Jackie takes a five out of his wallet and lays it on the bar. “Anything I can do to help?” “Yeah. Fuck off.” When Jackie walks away, Shelly pockets the five.

He scans the party, his eyes green lasers.

“Looking for Ms. Double Scotch Rocks?” I ask.

“Yeah. She must have wandered into the wrong room.” Jane comes to the bar and holds out her tray. “Kreplach, guys?” “Where were you a minute ago? I wanted to throw one at somebody. I can bean him from here,” Shelly says.

Ms. Scotch Rocks appears at the bar and holds out her glass. “You guys having fun?” “Yes,” I say.

“No,” Shelly says.

“Yes and no,” we say together.

“Cute,” she says.

“What’s a nice woman like you doing in a place like this?” Shelly asks.

“I’m a friend of the groom.” “Bulletin. This is a Bat Mitzvah,” Shelly says.

“I know.” Shelly steps out from behind the bar and leads the woman out to the lobby. The music has stopped temporarily. In the lull, my body attempts to float away from my aching feet and my mind drifts out of the room .

“Coke, please,” a little voice says.

The robot handler is standing at the bar, looking raw and nervous, like a Chihuahua.

“Where’s the robot?” I ask.

“He’s in the van. I only use him cocktail hour. For dinner, I go around doing magic tricks, rabbit in the hat, shit like that.” “Uh huh,” “This, of course, is not what I want to do with my life. I’m at Bananas in Hasbrouck Heights, The Improv in Red Bank, and The Chowder Pot. Name a night, I’m somewhere. I don’t waste my good stuff on gigs like this but you gotta make a living, right? I do a lot of impersonations. Not the schlock stuff. I do Pesci, DeNiro and Harvey Keitel. I mean, nobody else does them, right? I nod, hoping he’ll go away, “ I hope I didn’t freak you out before, but my shrink says I should act on my feelings. I always wanted to pick up a bartender. I’ll give you my card and you’ll call me. I’ve done my part. Oh, and I do the Marx Brothers too. I even do Zeppo. Who else does Zeppo?” “Do Harpo.” Shelly comes back and the little man hands me his card and scurries away.

Courtney slinks up to the bar. “Give me an Alabama Slammer,” she says wearily, looking around the room.

“I’m sorry, I can’t serve you. You’re underage,” I say.
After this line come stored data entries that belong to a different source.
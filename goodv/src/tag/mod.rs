// goodv-rs/goodv/src/tag/mod.rs

//! The session façade: one [`Tag`] per tap.
//!
//! A `Tag` owns the transport session and the mutable geometry for one tag
//! interaction. The type-state parameter keeps privileged operations off
//! disconnected handles at compile time; [`Tag::connect`] performs the
//! variant-specific probing (stock-ROM control register, NXP block count)
//! and returns the connected handle.

use std::marker::PhantomData;

use crate::constants::{CONTROL_BLOCK, CONTROL_WRITE_KEY};
use crate::protocol::{response, Command};
use crate::transport::TagTransport;
use crate::types::{SessionState, TagId, Variant, VariantKind};
use crate::{Error, Result};

pub mod info;
pub mod memory;
pub mod paging;
pub mod vendor;

pub use vendor::{Region, StageOfLife, Telemetry};

/// Type-state markers
pub struct Disconnected;
pub struct Connected;

/// Handle for one tag session.
pub struct Tag<State = Disconnected> {
    transport: Box<dyn TagTransport>,
    id: TagId,
    variant: Variant,
    session: SessionState,
    _state: PhantomData<State>,
}

impl Tag<Disconnected> {
    /// Wrap a discovered tag. The variant is classified immediately from
    /// the identifier; geometry may still be refined by [`Tag::connect`].
    pub fn new(transport: Box<dyn TagTransport>, id: TagId) -> Self {
        let variant = Variant::resolve(&id);
        let session = SessionState::new(&variant);
        Self {
            transport,
            id,
            variant,
            session,
            _state: PhantomData,
        }
    }

    /// Open the transport session and probe the chip.
    ///
    /// Stock-ROM tags report their live block length and page through the
    /// control register; NXP tags report their block count in the system
    /// info. Both refinements happen here, once per session.
    pub fn connect(self) -> Result<Tag<Connected>> {
        let Tag {
            mut transport,
            id,
            variant,
            session,
            ..
        } = self;
        transport.connect()?;

        let mut tag = Tag {
            transport,
            id,
            variant,
            session,
            _state: PhantomData,
        };

        match tag.variant.kind {
            VariantKind::Frl => tag.refresh_geometry()?,
            VariantKind::NxpIcodeSli => {
                let raw = tag.raw_info()?;
                let count = raw.get(12).copied().ok_or(Error::InvalidLength {
                    expected: 13,
                    actual: raw.len(),
                })?;
                tag.variant.block_count = u16::from(count);
            }
            _ => {}
        }

        Ok(tag)
    }

    /// Inspect the classified variant even before connecting.
    pub fn variant(&self) -> &Variant {
        &self.variant
    }
}

impl Tag<Connected> {
    /// Reads data from a native address.
    pub fn read(&mut self, adr: u16, len: usize) -> Result<Vec<u8>> {
        memory::read(self, adr, len)
    }

    /// Writes data to a native address.
    pub fn write(&mut self, adr: u16, data: &[u8]) -> Result<()> {
        memory::write(self, adr, data)
    }

    /// Erases the tag, where the variant has a known erase sequence.
    pub fn erase(&mut self) -> Result<()> {
        vendor::erase(self)
    }

    /// Executes code at an address through the error-handler hook.
    /// Stock ROM only.
    pub fn exec(&mut self, adr: u16) -> Result<Vec<u8>> {
        vendor::exec(self, adr)
    }

    /// Dumps the tag as a TI-TXT document.
    pub fn dump_titxt(&mut self) -> Result<String> {
        info::dump_titxt(self)
    }

    /// Applies a TI-TXT document to the tag. The document is fully parsed
    /// before anything is written, so a malformed document has no side
    /// effects.
    pub fn load_titxt(&mut self, txt: &str) -> Result<()> {
        let ops = crate::titxt::parse(txt)?;
        for op in ops {
            match op {
                crate::titxt::Op::Write { adr, data } => memory::write(self, adr, &data)?,
                crate::titxt::Op::Exec { adr } => {
                    vendor::exec(self, adr)?;
                }
            }
        }
        Ok(())
    }

    /// Renders the tag's identity and geometry as a user-readable string.
    pub fn describe(&mut self) -> Result<String> {
        info::describe(self)
    }

    /// Reads the raw system info response, status byte included.
    pub fn raw_info(&mut self) -> Result<Vec<u8>> {
        self.execute(Command::SystemInfo)
    }

    /// Reads the serial number. The wire order is backward, so the bytes
    /// are reversed here.
    pub fn serial_number(&mut self) -> Result<Vec<u8>> {
        let raw = self.raw_info()?;
        if raw.len() < 10 {
            return Err(Error::InvalidLength {
                expected: 10,
                actual: raw.len(),
            });
        }
        let mut serial = raw[2..10].to_vec();
        serial.reverse();
        Ok(serial)
    }

    /// Unlocks a TAL tag with the password-gated 0xA4 command.
    pub fn unlock(&mut self) -> Result<()> {
        vendor::tal::unlock(self)
    }

    /// Locks a TAL tag with the password-gated 0xA2 command.
    pub fn lock(&mut self) -> Result<()> {
        vendor::tal::lock(self)
    }

    /// Starts the 1-hour TAL sensor calibration with the password-gated
    /// 0xA0 command.
    pub fn calibrate(&mut self) -> Result<()> {
        vendor::tal::calibrate(self)
    }

    /// Reads the opaque TAL status blob as hex.
    pub fn status_text(&mut self) -> Result<String> {
        vendor::tal::status_text(self)
    }

    /// Issues one of the TAL E-series commands (0xE0..=0xE2). What these
    /// do is unknown; they are passed through as-is.
    pub fn vendor_e(&mut self, code: u8) -> Result<()> {
        vendor::tal::vendor_e(self, code)
    }

    /// Reads the TAL life-cycle stage byte.
    pub fn stage_of_life(&mut self) -> Result<StageOfLife> {
        vendor::tal::stage_of_life(self)
    }

    /// Reads the decoded TAL telemetry block.
    pub fn telemetry(&mut self) -> Result<Telemetry> {
        vendor::tal::telemetry(self)
    }

    /// Returns true if JTAG is locked.
    pub fn is_jtag_locked(&mut self) -> Result<bool> {
        vendor::frl::is_jtag_locked(self)
    }

    /// Locks or unlocks JTAG.
    pub fn set_jtag_locked(&mut self, locked: bool) -> Result<()> {
        vendor::frl::set_jtag_locked(self, locked)
    }

    /// Closes the session. Paged stock-ROM tags are put back on page 0
    /// first so the next reader finds them in a predictable state.
    pub fn close(mut self) -> Result<()> {
        if self.session.block_len == 4 && self.variant.kind == VariantKind::Frl {
            paging::set_page(&mut self, 0)?;
        }
        self.transport.close()
    }

    /// Whether the transport session is still open.
    pub fn is_connected(&self) -> bool {
        self.transport.is_connected()
    }

    pub fn id(&self) -> &TagId {
        &self.id
    }

    pub fn variant(&self) -> &Variant {
        &self.variant
    }

    /// The session's live block length.
    pub fn block_len(&self) -> usize {
        self.session.block_len
    }

    /// The session's cached page number. Only meaningful in 4-byte mode.
    pub fn page(&self) -> u8 {
        self.session.page
    }

    /* Lowest level: one transport exchange, or one command apiece. */

    pub(crate) fn execute(&mut self, cmd: Command) -> Result<Vec<u8>> {
        let frame = cmd.encode();
        log::trace!(
            "execute(): {:#04x} -> {}",
            cmd.command_code(),
            crate::utils::bytes_to_hex(&frame)
        );
        self.transport.transceive(&frame)
    }

    /// Execute a command and return the data after a zero status byte.
    pub(crate) fn execute_data(&mut self, cmd: Command) -> Result<Vec<u8>> {
        let code = cmd.command_code();
        let resp = self.execute(cmd)?;
        response::strip_status(code, &resp).map(|d| d.to_vec())
    }

    /// Execute a command that answers with a bare status byte.
    pub(crate) fn execute_ok(&mut self, cmd: Command) -> Result<()> {
        let code = cmd.command_code();
        let resp = self.execute(cmd)?;
        response::status_ok(code, &resp)
    }

    /// Reads a block with an 8-bit address. Standard NFC-V command.
    pub(crate) fn read_block8(&mut self, block: u8) -> Result<Vec<u8>> {
        log::debug!("read_block8(): NFC Read command for block {:#04x}", block);
        self.execute_data(Command::ReadSingle { block })
    }

    /// Writes a block with an 8-bit address. Standard NFC-V command.
    pub(crate) fn write_block8(&mut self, block: u8, data: &[u8]) -> Result<()> {
        self.execute_ok(Command::WriteSingle {
            block,
            data: data.to_vec(),
        })
    }

    /// Reads a block with a 16-bit address. Falls back to the standard
    /// 8-bit command when the block number fits, for compatibility with
    /// custom tags.
    pub(crate) fn read_block16(&mut self, block: u16) -> Result<Vec<u8>> {
        if block < 0x100 {
            return self.read_block8(block as u8);
        }
        log::trace!("read_block16(): Fetching block {:#06x}.", block);
        self.execute_data(Command::RawRead { block })
    }

    /// Writes a block with a 16-bit address, falling back like
    /// [`Tag::read_block16`].
    pub(crate) fn write_block16(&mut self, block: u16, data: &[u8]) -> Result<()> {
        if block < 0x100 {
            return self.write_block8(block as u8, data);
        }
        self.execute_ok(Command::RawWrite {
            block,
            data: data.to_vec(),
        })
    }

    /// Reads one block through the TAL backdoor, addressed by byte
    /// address rather than block number.
    pub(crate) fn read_backdoor(&mut self, adr: u16) -> Result<Vec<u8>> {
        self.execute_data(Command::BackdoorRead { adr })
    }

    /// Reads the Firmware System Control Register through its block alias.
    pub(crate) fn read_control_byte(&mut self) -> Result<u8> {
        let data = self.read_block8(CONTROL_BLOCK)?;
        data.first().copied().ok_or(Error::ShortRead {
            expected: 1,
            actual: 0,
        })
    }

    /// Writes the Firmware System Control Register, then reads it back:
    /// the write may have changed the block length or page for every
    /// subsequent call.
    pub(crate) fn write_control_byte(&mut self, value: u8) -> Result<()> {
        let mut data = vec![0u8; self.session.block_len];
        data[0] = CONTROL_WRITE_KEY;
        data[1] = value;
        self.write_block8(CONTROL_BLOCK, &data)?;
        self.refresh_geometry()
    }

    /// Re-derives the live block length and page from the control
    /// register.
    pub(crate) fn refresh_geometry(&mut self) -> Result<()> {
        let ctl = self.read_control_byte()?;

        // Stock ROM tags can have either 8 byte or 4 byte blocks.
        if ctl & 1 == 1 {
            self.session.block_len = 8;
            self.session.page = 0;
        } else {
            self.session.block_len = 4;
            // Page bit is inverted.
            self.session.page = if (ctl >> 1) & 1 == 1 { 0 } else { 1 };
        }
        Ok(())
    }
}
“You’re kidding, right?” “Do you have any proof?” “I don’t believe this. It’s in my purse, which is in the car.” “Sorry, miss. It’s against the law to serve minors.” “Do I look like a minor?” she asks.

No. “Yes.” Ms. Scotch Rocks approaches the bar.

“Mother, tell him it’s okay for me to have a drink,” Courtney says to her.

“Court, you heard the man.” “I’m telling Daddy,” Courtney says and stomps away.

Harvey appears immediately. If this woman is his wife, he doesn’t acknowledge her. “I’m the host. Is there a problem here?” “Courtney asked for a drink and I told her I couldn’t serve her. It’s against the law,” I say.

“I’m paying for this. I don’t see why she can’t have

what she wants,” Harvey says.

He’s been drinking sweet, sticky Melon Balls and his face is flushed.

“Harvey—” Ms. Scotch Rocks interjects.

“Mindy, I will handle this. You just keep drinking.” “The thing is,” I say, sounding more reasonable than I feel,” we could lose our liquor license.” “Yeah, yeah. What did she order?” “An Alabama Slammer.” “Is there a law that says I can’t have an Alabama Slammer?” Harvey says.

“No sir.” He’s puffed with pride as I hand him the drink. He looks at the glass in Mindy’s hand. “We need you for pictures,” he says.

Mindy downs her drink and follows Harvey out to the lobby.

Murray is suddenly at my side. “Thank you, Frank.” He squeezes my arm.

“The customer’s always right?” I say.

“Fuck him,” Murray says and hobbles away.

“I have her number at the office,” Shelly says.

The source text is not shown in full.